The bread loaf, in an unobtrusive place,
Displays its cheerful, honest featured face,
A coin of triumph, from the mintage struck,
Of chemistry, skill, faithfulness, and luck.
What statesman, moulding laws, can understand
The far-eyed cunning of a housewife's hand?
What queen her subjects with more anxious eyes
Can watch, than she her “emptyings,” as they rise?
What conquest gives what warrior more delight
Than she has, when her baking comes out right?
(Ah me! we oft know not, till over-late,
What things are truly small, and what are great!
'Tis sometimes hard to tell, in God's vast sky,
What's actually low, and what is high!)
Here rests, not over-free from pain and ache,
Bread's proud, rich, city-nurtured cousin, Cake:
Gay-plumaged as his sisters are, the pies—
Food chiefly for the palate and the eyes.
These canned fruits, like the four-and-twenty birds
Imprisoned in the nursery ballad's words,
Will be expected, when at last released,
To sing sweet taste-songs for some Winter feast.

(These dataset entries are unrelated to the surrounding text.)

use std::collections::BTreeSet;

use crate::{CategoryId, ItemId, Language, VocabularyItem};

#[derive(
    Copy,
    Clone,
    Debug,
    Default,
    serde::Serialize,
    serde::Deserialize,
    PartialEq,
    Eq,
    Hash,
    tsify::Tsify,
    parse_display::Display,
    parse_display::FromStr,
)]
#[tsify(into_wasm_abi, from_wasm_abi)]
#[serde(rename_all = "lowercase")]
#[display(style = "lowercase")]
pub enum CategoryKind {
    #[default]
    Vocabulary,
    /// Each entry is a rule; `translation` holds the answer the learner picks.
    Grammar,
}

#[derive(Clone, Debug, serde::Serialize, serde::Deserialize, PartialEq, Eq)]
#[serde(rename_all = "camelCase")]
pub struct ContentEntry {
    pub word: String,
    pub translation: String,
    #[serde(default)]
    pub explanation: Option<String>,
    #[serde(default)]
    pub example: Option<String>,
    #[serde(default)]
    pub audio: Option<String>,
    #[serde(default)]
    pub subcategory: Option<String>,
}

#[derive(Clone, Debug, serde::Serialize, serde::Deserialize, PartialEq, Eq)]
#[serde(rename_all = "camelCase")]
pub struct Category {
    pub id: CategoryId,
    pub name: String,
    #[serde(default)]
    pub kind: CategoryKind,
    pub entries: Vec<ContentEntry>,
}

/// Read-only dictionary for one language, grouped into categories in
/// presentation order.
#[derive(Clone, Debug, serde::Serialize, serde::Deserialize, PartialEq, Eq)]
pub struct ContentPack {
    pub language: Language,
    pub categories: Vec<Category>,
}

#[derive(Debug, thiserror::Error)]
pub enum ContentError {
    #[error("Malformed content pack: {0}")]
    Json(#[from] serde_json::Error),

    #[error("Unknown category: {0}")]
    UnknownCategory(CategoryId),

    #[error("Duplicate item {id} in category {category}")]
    DuplicateItem { category: CategoryId, id: ItemId },

    #[error("Entry {word:?} in category {category} has no identifier once annotations are removed")]
    EmptyItemId { category: CategoryId, word: String },
}

impl ContentPack {
    pub fn from_json(json: &str) -> Result<Self, ContentError> {
        let pack: ContentPack = serde_json::from_str(json)?;
        pack.validate()?;
        Ok(pack)
    }

    fn validate(&self) -> Result<(), ContentError> {
        for category in &self.categories {
            let mut seen = BTreeSet::new();
            for entry in &category.entries {
                let id = ItemId::from_surface(&entry.word);
                if id.as_str().is_empty() {
                    return Err(ContentError::EmptyItemId {
                        category: category.id.clone(),
                        word: entry.word.clone(),
                    });
                }
                if !seen.insert(id.clone()) {
                    return Err(ContentError::DuplicateItem {
                        category: category.id.clone(),
                        id,
                    });
                }
            }
        }
        Ok(())
    }

    pub fn category(&self, id: &CategoryId) -> Option<&Category> {
        self.categories.iter().find(|category| &category.id == id)
    }

    fn item(&self, category: &Category, entry: &ContentEntry) -> VocabularyItem {
        VocabularyItem {
            id: ItemId::from_surface(&entry.word),
            word: entry.word.clone(),
            translation: entry.translation.clone(),
            explanation: entry.explanation.clone(),
            example: entry.example.clone(),
            audio: entry.audio.clone(),
            category: category.id.clone(),
            subcategory: entry.subcategory.clone(),
            language: self.language,
        }
    }

    /// Items of a category in content order, optionally narrowed to one subcategory.
    pub fn items(
        &self,
        category: &CategoryId,
        subcategory: Option<&str>,
    ) -> Result<Vec<VocabularyItem>, ContentError> {
        let found = self
            .category(category)
            .ok_or_else(|| ContentError::UnknownCategory(category.clone()))?;
        Ok(found
            .entries
            .iter()
            .filter(|entry| subcategory.is_none() || entry.subcategory.as_deref() == subcategory)
            .map(|entry| self.item(found, entry))
            .collect())
    }

    pub fn find_item(&self, category: &CategoryId, id: &ItemId) -> Option<VocabularyItem> {
        let found = self.category(category)?;
        found
            .entries
            .iter()
            .find(|entry| &ItemId::from_surface(&entry.word) == id)
            .map(|entry| self.item(found, entry))
    }

    /// Every translation in a category; the candidate pool for distractors.
    pub fn translation_pool(&self, category: &CategoryId) -> Vec<&str> {
        self.category(category)
            .map(|found| {
                found
                    .entries
                    .iter()
                    .map(|entry| entry.translation.as_str())
                    .collect()
            })
            .unwrap_or_default()
    }

    pub fn categories_containing(&self, id: &ItemId) -> Vec<CategoryId> {
        self.categories
            .iter()
            .filter(|category| {
                category
                    .entries
                    .iter()
                    .any(|entry| &ItemId::from_surface(&entry.word) == id)
            })
            .map(|category| category.id.clone())
            .collect()
    }
}
use std::{
    cell::{Cell, RefCell},
    collections::BTreeMap,
    rc::Rc,
};

#[derive(Debug, Clone, PartialEq, Eq, thiserror::Error)]
pub enum StoreError {
    #[error("Storage is not available in this environment")]
    Unavailable,

    #[error("Storage quota exceeded while writing {key}")]
    QuotaExceeded { key: String },

    #[error("Storage backend error: {0}")]
    Backend(String),
}

/// The narrow interface every persistence consumer goes through.
///
/// Methods take `&self` because the browser's storage is a shared handle; a
/// single `set` either replaces the value for a key or leaves the old one in
/// place, which is what callers rely on for atomic saves.
pub trait KeyValueStore {
    fn get(&self, key: &str) -> Result<Option<String>, StoreError>;

    fn set(&self, key: &str, value: &str) -> Result<(), StoreError>;

    fn remove(&self, key: &str) -> Result<(), StoreError>;

    fn keys(&self) -> Result<Vec<String>, StoreError>;
}

impl<T: KeyValueStore + ?Sized> KeyValueStore for Rc<T> {
    fn get(&self, key: &str) -> Result<Option<String>, StoreError> {
        (**self).get(key)
    }

    fn set(&self, key: &str, value: &str) -> Result<(), StoreError> {
        (**self).set(key, value)
    }

    fn remove(&self, key: &str) -> Result<(), StoreError> {
        (**self).remove(key)
    }

    fn keys(&self) -> Result<Vec<String>, StoreError> {
        (**self).keys()
    }
}

/// In-memory store used natively and in tests.
#[derive(Debug, Default)]
pub struct MemoryStore {
    entries: RefCell<BTreeMap<String, String>>,
    failing_writes: Cell<usize>,
    failing_reads: Cell<usize>,
}

impl MemoryStore {
    pub fn new() -> Self {
        Self::default()
    }

    pub fn from_snapshot(entries: BTreeMap<String, String>) -> Self {
        Self {
            entries: RefCell::new(entries),
            failing_writes: Cell::new(0),
            failing_reads: Cell::new(0),
        }
    }

    pub fn snapshot(&self) -> BTreeMap<String, String> {
        self.entries.borrow().clone()
    }

    /// Make the next `count` writes (set or remove) fail without touching the data.
    pub fn fail_writes(&self, count: usize) {
        self.failing_writes.set(count);
    }

    /// Make the next `count` reads fail.
    pub fn fail_reads(&self, count: usize) {
        self.failing_reads.set(count);
    }

    fn take_write_failure(&self, key: &str) -> Result<(), StoreError> {
        let remaining = self.failing_writes.get();
        if remaining > 0 {
            self.failing_writes.set(remaining - 1);
            return Err(StoreError::QuotaExceeded {
                key: key.to_string(),
            });
        }
        Ok(())
    }
}

impl KeyValueStore for MemoryStore {
    fn get(&self, key: &str) -> Result<Option<String>, StoreError> {
        let remaining = self.failing_reads.get();
        if remaining > 0 {
            self.failing_reads.set(remaining - 1);
            return Err(StoreError::Backend(format!("read of {key} failed")));
        }
        Ok(self.entries.borrow().get(key).cloned())
    }

    fn set(&self, key: &str, value: &str) -> Result<(), StoreError> {
        self.take_write_failure(key)?;
        self.entries
            .borrow_mut()
            .insert(key.to_string(), value.to_string());
        Ok(())
    }

    fn remove(&self, key: &str) -> Result<(), StoreError> {
        self.take_write_failure(key)?;
        self.entries.borrow_mut().remove(key);
        Ok(())
    }

    fn keys(&self) -> Result<Vec<String>, StoreError> {
        Ok(self.entries.borrow().keys().cloned().collect())
    }
}

#[cfg(test)]
mod tests {
    use super::*;

    #[test]
    fn set_get_remove() {
        let store = MemoryStore::new();
        assert_eq!(store.get("a").unwrap(), None);
        store.set("a", "1").unwrap();
        assert_eq!(store.get("a").unwrap().as_deref(), Some("1"));
        store.remove("a").unwrap();
        assert_eq!(store.get("a").unwrap(), None);
    }

    #[test]
    fn failed_write_keeps_previous_value() {
        let store = MemoryStore::new();
        store.set("a", "old").unwrap();
        store.fail_writes(1);
        assert!(matches!(
            store.set("a", "new"),
            Err(StoreError::QuotaExceeded { .. })
        ));
        assert_eq!(store.get("a").unwrap().as_deref(), Some("old"));
        store.set("a", "new").unwrap();
        assert_eq!(store.get("a").unwrap().as_deref(), Some("new"));
    }

    #[test]
    fn shared_through_rc() {
        let store = Rc::new(MemoryStore::new());
        let other = Rc::clone(&store);
        other.set("k", "v").unwrap();
        assert_eq!(store.keys().unwrap(), vec!["k".to_string()]);
    }
}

Proudly displayed, rich trophies there are found
Of the fierce needle's thread-strewn battle-ground:
This is a bed-quilt—its credentials show—
Stitched by a grandame, centuries ago;
That is embroidery, made this very year,
By some unteened miss, who is lurking near.
The picture family is abroad to-day,
Dressed up in every gaze-enticing way:
Here an oil-painting pleads for truthful art,
Wrought by some local genius with his heart;
He sighs to see his soul misunderstood,
And hear them call the picture “pr'tty good.”
Work on, poor boy, with courage that endures:
Stars have burst forth from blacker clouds than yours.

118

Feel with your own heart—think with your own mind,
And make the canvas speak the thoughts they find!
The eyes may not be very far away
That will, on some glad, unexpected day,
Bring other eyes within your strange control,
And lift your name along-side of your soul.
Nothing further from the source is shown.